Visual Basic .Net Power Coding

By: Paul Kimmel

Publisher: Addison-Wesley 2004
 

Review by Andrew Novick

Summary: Covers the difficult subjects for intermediate to advanced VB.Net developers..

Once you've made the transition from classic Visual Basic 6.0 to VB.Net you're only part of the way to mastery of .Net programming.  This book aims to take the intermediate to advanced developer several steps towards mastery.  It does this well with easy to read text linked with clear examples.

The book is written in 18 chapters broken into four parts:

  • Power Language Essentials

  • Solution Building

  • Web Programming

  • Debugging and Administration

The first part covers cover topics that are important to most developers but aren't required to get started.  Topics such as

  • Delegates

  • Reflection

  • Attributes

  • Web Services

  • Multithreading

  • Inheritance and interfaces.

I found the first part the most useful.  These are topics that are difficult and in the case of multithreading, which can introduce more problems then they solve.  The explanations are clear and the examples are tied in to the text very clearly by numbering the lines of code and referring to the line numbers in the text.  This is unusual for any programming book.

The second part, Solution Building, cover these topics:

  • Com Interop

  • Remoting

  • Building Custom Components

  • Auto-Updating Smart Clients

  • ADO.Net Database Programming

These chapters are covered well in other books.  I do like Kimmel's style so I was gland to read them.  However, these are topics that most developers probably touched in their early .Net projects, particularly ADO.Net.  After covering the basics Kimmel does try and get deeper into each topic.
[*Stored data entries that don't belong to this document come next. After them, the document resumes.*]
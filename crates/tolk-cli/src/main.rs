//! tolk CLI entry point.
//!
//! Provides command-line tools for working with JSON translation files:
//! - `tolk translate` - Render one key the way the engine would
//! - `tolk exists` - Check whether a key is translated
//! - `tolk coverage` - Report key and plural form coverage across locales

mod commands;
mod output;

use std::io::{stderr, IsTerminal};
use std::process::exit;

use clap::{Parser, Subcommand, ValueEnum};
use commands::{
    run_coverage, run_exists, run_translate, CoverageArgs, ExistsArgs, TranslateArgs,
};
use tracing_subscriber::EnvFilter;

/// Environment variable holding a `tracing` filter directive.
const LOG_ENV: &str = "TOLK_LOG";

/// tolk translation file tools.
#[derive(Debug, Parser)]
#[command(name = "tolk")]
#[command(about = "tolk translation file tools", long_about = None)]
#[command(version)]
pub struct Cli {
    /// Color output control
    #[arg(long, value_enum, default_value_t = ColorWhen::Auto, global = true)]
    pub color: ColorWhen,

    /// Enable verbose output (debug logging)
    #[arg(short, long, global = true)]
    pub verbose: bool,

    #[command(subcommand)]
    pub command: Commands,
}

/// When to use colored output.
#[derive(Debug, Clone, Copy, ValueEnum)]
pub enum ColorWhen {
    Auto,
    Always,
    Never,
}

/// CLI subcommands.
#[derive(Debug, Subcommand)]
pub enum Commands {
    /// Translate a key
    Translate(TranslateArgs),
    /// Check whether a key has a translation
    Exists(ExistsArgs),
    /// Report translation coverage across locales
    Coverage(CoverageArgs),
}

/// Set up color output based on user preference.
fn setup_colors(color_when: ColorWhen) {
    match color_when {
        ColorWhen::Auto => {
            // owo-colors automatically checks TTY, NO_COLOR, FORCE_COLOR
        }
        ColorWhen::Always => {
            owo_colors::set_override(true);
        }
        ColorWhen::Never => {
            owo_colors::set_override(false);
        }
    }
}

/// Install the stderr log subscriber. `TOLK_LOG` wins over `--verbose`.
fn setup_logging(verbose: bool, color_when: ColorWhen) {
    let default = if verbose { "debug" } else { "warn" };
    let filter = EnvFilter::try_from_env(LOG_ENV).unwrap_or_else(|_| EnvFilter::new(default));
    let ansi = match color_when {
        ColorWhen::Auto => stderr().is_terminal(),
        ColorWhen::Always => true,
        ColorWhen::Never => false,
    };
    let _ = tracing_subscriber::fmt()
        .with_env_filter(filter)
        .with_writer(stderr)
        .with_ansi(ansi)
        .with_target(verbose)
        .without_time()
        .try_init();
}

fn main() -> miette::Result<()> {
    let cli = Cli::parse();
    setup_colors(cli.color);
    setup_logging(cli.verbose, cli.color);

    miette::set_hook(Box::new(|_| {
        Box::new(
            miette::MietteHandlerOpts::new()
                .terminal_links(true)
                .unicode(true)
                .context_lines(2)
                .build(),
        )
    }))?;

    let result = match cli.command {
        Commands::Translate(args) => run_translate(args),
        Commands::Exists(args) => run_exists(args),
        Commands::Coverage(args) => run_coverage(args),
    };

    match result {
        Ok(code) => exit(code),
        Err(e) => {
            eprintln!("{:?}", e);
            exit(exitcode::SOFTWARE);
        }
    }
}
The third part of the book is devoted to Web Programming.  Once again, this section goes over material that may already be familar to the intermediate to advanced developer.  The topics are:

  • Web Services

  • Building ASP.Net Web Applications

  • Combining ADO.Net and ASP.Net

Finally, Part IV of the book covers debugging and Code Access Security. The debugging chapter covers some pretty basic things but thend goes deeper to discuss performance counters and custom event logs.  The Code Access Security chapter mostly scratches the surface.  It does a good job of pointing out the differences between declarative and imperative ise of CAS.  It also gives a quick introduction to using the Windows XP Wizards for setting CAS.

Overall, I'm glad that I read this book and I'm going to keep it on the shelf for when I run into problems in any of these areas.  The best part of the book is the way that the examples are tied together with the text.  That and Kimmel's sense of humor which comes through on occasion.